From Pump’s Exotic Dancing water (“filtered through the finest g-strings in Brooklyn”) (7/10) and purified water from Tzintzuntzan, the Purepecha community in Mexico that resisted the Spanish colony for the longest time (8/10), to melted snow from the Alps (9/10) and crunchy stalactites (10/10), @wasserjagerh2o is a sip of freshwater in the otherwise dreadful and soul-consuming content world that is social media. “Wasser Jäger” translates to “Water hunter” from German, and that is exactly what Mercedes has been doing since 2020: going around the world hunting for water -not necessarily the best in quality, but rather in the story that it tells.
If you were to meet Mercedes, you probably wouldn’t take her for a potable water expert, and I mean this in the best way possible. She’s cool, has amazing style, she’s not a water snob and will drink whatever water is available, and her full-time-job is as an art collection and exhibitions manager. Nevertheless she is intrigued by the turn that water has taken in the last couple of years, culminating in water being added to the stock market in December 2020, transforming water into a commodity which investors can now trade on the stock market.
Mercedes, originally from Morelia, Mexico, has been living between Mexico City and Los Angeles for the past couple of years, two cities whose water reputation couldn’t be further away from decent. In 2020 Mercedes started a blog where she would post one or multiple pictures (sometimes even an ASMR video of her eating ice) alongside a review and a short comment or story for whatever water she was drinking, from still and sparkling water, to bottled and naturally filtered. Currently in L.A, as she takes a sip from her glass of water, Mercedes explains to me that the water there “is filtered with chloride, so in the long term, it, ironically, dehydrates you.”
Angeleno tap water currently ranks a “really low 2/10” in her chart, whereas filtered through her Brita rises it up to 7/10. Still, she prefers to, on a daily basis, drink straight from the tap as it’s the most sustainable way of drinking water. “It’s a really, really crazy concept: sustainable water, because to think that there are ways of consuming water that are polluting the planet is kind of an insane idea, but plastic is crazy unsustainable…”. She has to stop herself in the middle of a sentence to fact check what she’s about to tell me: “I have to Google this every time because it’s just insane and I want to be wrong, but every time I just confirm it: we consume five grams of microplastics a week, which is about a credit card a week!”

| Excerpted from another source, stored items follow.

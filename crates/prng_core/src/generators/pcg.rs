//! Permuted congruential generator (PCG-XSH-RR 64/32).
//!
//! A 64-bit linear congruential state transition followed by an output
//! permutation: the high bits are folded with an xorshift and the 32-bit
//! result is rotated by an amount taken from the top five state bits.
//!
//! Reference: O'Neill, M. E. (2014). "PCG: A Family of Simple Fast
//! Space-Efficient Statistically Good Algorithms for Random Number
//! Generation". HMC-CS-2014-0905.

use rand::{RngCore, SeedableRng};

use crate::error::PrngError;
use crate::sampling::{sample_bounded, sample_range, NormalApprox, RawGenerator};
use crate::seed::{time_seed, Clock};

/// 64-bit LCG multiplier used by the reference PCG implementation.
const MULTIPLIER: u64 = 6_364_136_223_846_793_005;

/// PCG-XSH-RR generator with 64-bit state and 32-bit output.
///
/// The stream increment is always odd, which gives the underlying LCG its
/// full `2^64` period for every sequence selector.
///
/// # Examples
///
/// ```rust
/// use prng_core::PcgRandom;
///
/// let mut rng = PcgRandom::with_sequence(814538, 998877);
/// assert_eq!(rng.next(), 0x48c5_93f8);
///
/// // Equal seeds replay equal sequences.
/// let mut a = PcgRandom::new(42);
/// let mut b = PcgRandom::new(42);
/// assert_eq!(a.next(), b.next());
/// ```
#[derive(Clone, Copy, Debug, PartialEq, Eq)]
pub struct PcgRandom {
    state: u64,
    inc: u64,
}

impl PcgRandom {
    /// Smallest value returned by [`range`](Self::range).
    pub const RANDOM_MIN: i32 = i32::MIN;
    /// Largest value returned by [`range`](Self::range).
    pub const RANDOM_MAX: i32 = i32::MAX;
    /// Largest value returned by [`next`](Self::next).
    pub const RANDOM_RANGE: u32 = u32::MAX;

    /// Initial state used by [`Default`].
    pub const DEFAULT_STATE: u64 = 0x853c_49e6_748f_ea9b;
    /// Sequence selector used when none is given.
    pub const DEFAULT_SEQUENCE: u64 = 0xda3e_39cb_94b9_5bdb;

    /// Creates a generator from `seed` on the default sequence.
    #[inline]
    pub fn new(seed: u64) -> Self {
        Self::with_sequence(seed, Self::DEFAULT_SEQUENCE)
    }

    /// Creates a generator from `seed` on the stream selected by `sequence`.
    ///
    /// Distinct `sequence` values give statistically independent streams for
    /// the same seed. Only the low 63 bits of `sequence` are significant.
    pub fn with_sequence(seed: u64, sequence: u64) -> Self {
        let mut rng = Self { state: 0, inc: 0 };
        rng.reseed(seed, sequence);
        rng
    }

    /// Creates a generator seeded from the clock's current Unix time.
    pub fn from_clock<C: Clock + ?Sized>(clock: &C) -> Self {
        Self::new(time_seed(clock))
    }

    /// Restarts the generator from `seed` on the stream `sequence`.
    ///
    /// The state is advanced once before and once after mixing in the seed;
    /// assigning the seed directly would make nearby seeds produce
    /// correlated first outputs.
    pub fn reseed(&mut self, seed: u64, sequence: u64) {
        self.state = 0;
        self.inc = (sequence << 1) | 1;
        self.step();
        self.state = self.state.wrapping_add(seed);
        self.step();
    }

    /// Returns the `[state, increment]` pair.
    #[inline]
    pub fn state(&self) -> [u64; 2] {
        [self.state, self.inc]
    }

    /// Restores a pair captured with [`state`](Self::state).
    ///
    /// The increment's low bit is forced on so the full-period property
    /// holds for any input.
    #[inline]
    pub fn set_state(&mut self, state: [u64; 2]) {
        self.state = state[0];
        self.inc = state[1] | 1;
    }

    #[inline]
    fn step(&mut self) -> u64 {
        let old = self.state;
        self.state = old.wrapping_mul(MULTIPLIER).wrapping_add(self.inc);
        old
    }

    /// Advances the generator and returns the next 32-bit output.
    #[inline]
    #[allow(clippy::should_implement_trait)]
    pub fn next(&mut self) -> u32 {
        let old = self.step();
        let xorshifted = (((old >> 18) ^ old) >> 27) as u32;
        let rot = (old >> 59) as u32;
        xorshifted.rotate_right(rot)
    }

    /// Returns a value in `[0, bound)` without modulo bias.
    ///
    /// A `bound` of zero stands for `2^32` and returns [`next`](Self::next)
    /// unchanged.
    #[inline]
    pub fn bounded(&mut self, bound: u32) -> u32 {
        let bound = if bound == 0 {
            Self::DOMAIN
        } else {
            u64::from(bound)
        };
        sample_bounded(self, bound)
    }

    /// Returns a value in `[min, max]`.
    ///
    /// The full span `[RANDOM_MIN, RANDOM_MAX]` is accepted and costs exactly
    /// one draw.
    ///
    /// # Errors
    ///
    /// Returns [`PrngError::InvalidRange`] if `min > max`; the state is
    /// unchanged in that case.
    pub fn range(&mut self, min: i32, max: i32) -> Result<i32, PrngError> {
        sample_range(self, min, max)
    }

    /// Fills `dest` with generator output.
    ///
    /// Each 32-bit output is written low byte first. When `dest.len()` is not
    /// a multiple of four, the last output contributes only its low-order
    /// bytes. Pass a sub-slice to fill at an offset; bytes outside it are
    /// left untouched.
    ///
    /// # Examples
    ///
    /// ```rust
    /// use prng_core::PcgRandom;
    ///
    /// let mut buf = [0u8; 8];
    /// PcgRandom::with_sequence(1538, 877).bytes(&mut buf[2..5]);
    /// assert_eq!(buf, [0x00, 0x00, 0xf3, 0x79, 0x8f, 0x00, 0x00, 0x00]);
    /// ```
    pub fn bytes(&mut self, dest: &mut [u8]) {
        for chunk in dest.chunks_mut(4) {
            let word = self.next().to_le_bytes();
            chunk.copy_from_slice(&word[..chunk.len()]);
        }
    }

    /// Returns an approximately normal value in `[min, max]`: the mean of
    /// `num_trials` range draws, rounded half away from zero.
    ///
    /// The result has mean `(min + max) / 2` and variance
    /// `(range² - 1) / (12 · num_trials)`. See [`NormalApprox`].
    ///
    /// # Errors
    ///
    /// - [`PrngError::InvalidRange`] if `min > max`
    /// - [`PrngError::InvalidTrialCount`] if `num_trials` is zero
    pub fn rand_normal_dist(
        &mut self,
        min: i32,
        max: i32,
        num_trials: u32,
    ) -> Result<i32, PrngError> {
        NormalApprox::new(min, max, num_trials)?.sample(self)
    }
}

impl Default for PcgRandom {
    fn default() -> Self {
        Self::with_sequence(Self::DEFAULT_STATE, Self::DEFAULT_SEQUENCE)
    }
}

impl RawGenerator for PcgRandom {
    const DOMAIN: u64 = 1 << 32;
    const MAX_SPAN: u32 = u32::MAX;

    #[inline]
    fn next_raw(&mut self) -> u32 {
        self.next()
    }
}

impl RngCore for PcgRandom {
    #[inline]
    fn next_u32(&mut self) -> u32 {
        self.next()
    }

    /// Two outputs, the first in the low half.
    #[inline]
    fn next_u64(&mut self) -> u64 {
        let low = u64::from(self.next());
        let high = u64::from(self.next());
        (high << 32) | low
    }

    fn fill_bytes(&mut self, dest: &mut [u8]) {
        self.bytes(dest);
    }

    fn try_fill_bytes(&mut self, dest: &mut [u8]) -> Result<(), rand::Error> {
        self.bytes(dest);
        Ok(())
    }
}

impl SeedableRng for PcgRandom {
    /// Little-endian seed word followed by little-endian sequence word.
    type Seed = [u8; 16];

    fn from_seed(seed: Self::Seed) -> Self {
        let mut seed_word = [0u8; 8];
        let mut sequence_word = [0u8; 8];
        seed_word.copy_from_slice(&seed[..8]);
        sequence_word.copy_from_slice(&seed[8..]);
        Self::with_sequence(
            u64::from_le_bytes(seed_word),
            u64::from_le_bytes(sequence_word),
        )
    }

    fn seed_from_u64(state: u64) -> Self {
        Self::new(state)
    }
}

And as much as we’d love to simplify the problem, it's much more complex than just lobbying for everyone to get a reusable water bottle. In Mexico, for example, thousands of communities don’t have access to running water, let alone drinking water, so they’re forced to drink bottled water which then pollutes the environment even more. It was this comparison of the water situation in her home country to places she travelled that Mercedes realised she had to say something about it. “This is part of my past now, but I used to go to a lot of festivals and raves when I was younger and I remember water was always so difficult to get in Mexico. You would have thousands of people drunk, high, standing all day, singing, running and water was either super expensive or just hard to access. Then I went to Coachella and I thought: ‘of course they have this huge pipe of free water’ ”.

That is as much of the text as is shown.